Saved data entries →
+++++
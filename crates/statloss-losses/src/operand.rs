//! Scalar-or-tensor operands and the promotion step.
//!
//! Loss arguments that may be either a bare number or a tensor are taken as
//! [`Operand`]. Before any arithmetic, every operand is promoted to a tensor
//! of the common broadcast shape on one device, so the formulas themselves
//! only ever see equally-shaped tensors.

use burn::tensor::backend::Backend;
use burn::tensor::{Shape, Tensor};

/// A bare real number or a rank-`D` tensor.
pub enum Operand<B: Backend, const D: usize> {
    Scalar(f64),
    Tensor(Tensor<B, D>),
}

impl<B: Backend, const D: usize> Operand<B, D> {
    pub fn as_tensor(&self) -> Option<&Tensor<B, D>> {
        match self {
            Operand::Scalar(_) => None,
            Operand::Tensor(t) => Some(t),
        }
    }

    /// Shape of a tensor operand; scalars have none.
    pub fn dims(&self) -> Option<[usize; D]> {
        self.as_tensor().map(Tensor::dims)
    }

    /// Materialize as a tensor of `shape` on `device`.
    ///
    /// Scalars are filled, tensors are expanded along their size-1 axes.
    /// `shape` must be a broadcast of this operand's own shape.
    pub fn promote(self, shape: [usize; D], device: &B::Device) -> Tensor<B, D> {
        match self {
            Operand::Scalar(value) => Tensor::full(shape, value, device),
            Operand::Tensor(t) if t.dims() == shape => t,
            Operand::Tensor(t) => t.expand(Shape::new(shape)),
        }
    }
}

impl<B: Backend, const D: usize> Clone for Operand<B, D> {
    fn clone(&self) -> Self {
        match self {
            Operand::Scalar(v) => Operand::Scalar(*v),
            Operand::Tensor(t) => Operand::Tensor(t.clone()),
        }
    }
}

impl<B: Backend, const D: usize> From<f64> for Operand<B, D> {
    fn from(value: f64) -> Self {
        Operand::Scalar(value)
    }
}

impl<B: Backend, const D: usize> From<f32> for Operand<B, D> {
    fn from(value: f32) -> Self {
        Operand::Scalar(value as f64)
    }
}

impl<B: Backend, const D: usize> From<Tensor<B, D>> for Operand<B, D> {
    fn from(tensor: Tensor<B, D>) -> Self {
        Operand::Tensor(tensor)
    }
}

/// Common shape of equal-rank shapes under size-1 broadcasting.
///
/// Returns `None` when two shapes disagree on an axis where neither is 1.
/// An empty slice broadcasts to all-ones.
pub fn broadcast_shape<const D: usize>(shapes: &[[usize; D]]) -> Option<[usize; D]> {
    let mut out = [1usize; D];
    for shape in shapes {
        for (acc, &dim) in out.iter_mut().zip(shape.iter()) {
            if *acc == dim || dim == 1 {
                continue;
            }
            if *acc != 1 {
                return None;
            }
            *acc = dim;
        }
    }
    Some(out)
}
+++++
DIRECTIONS → Within the data, how many lines hold the string "burn"? Answer with the number and nothing more.

EXPECTED OUTPUT → 2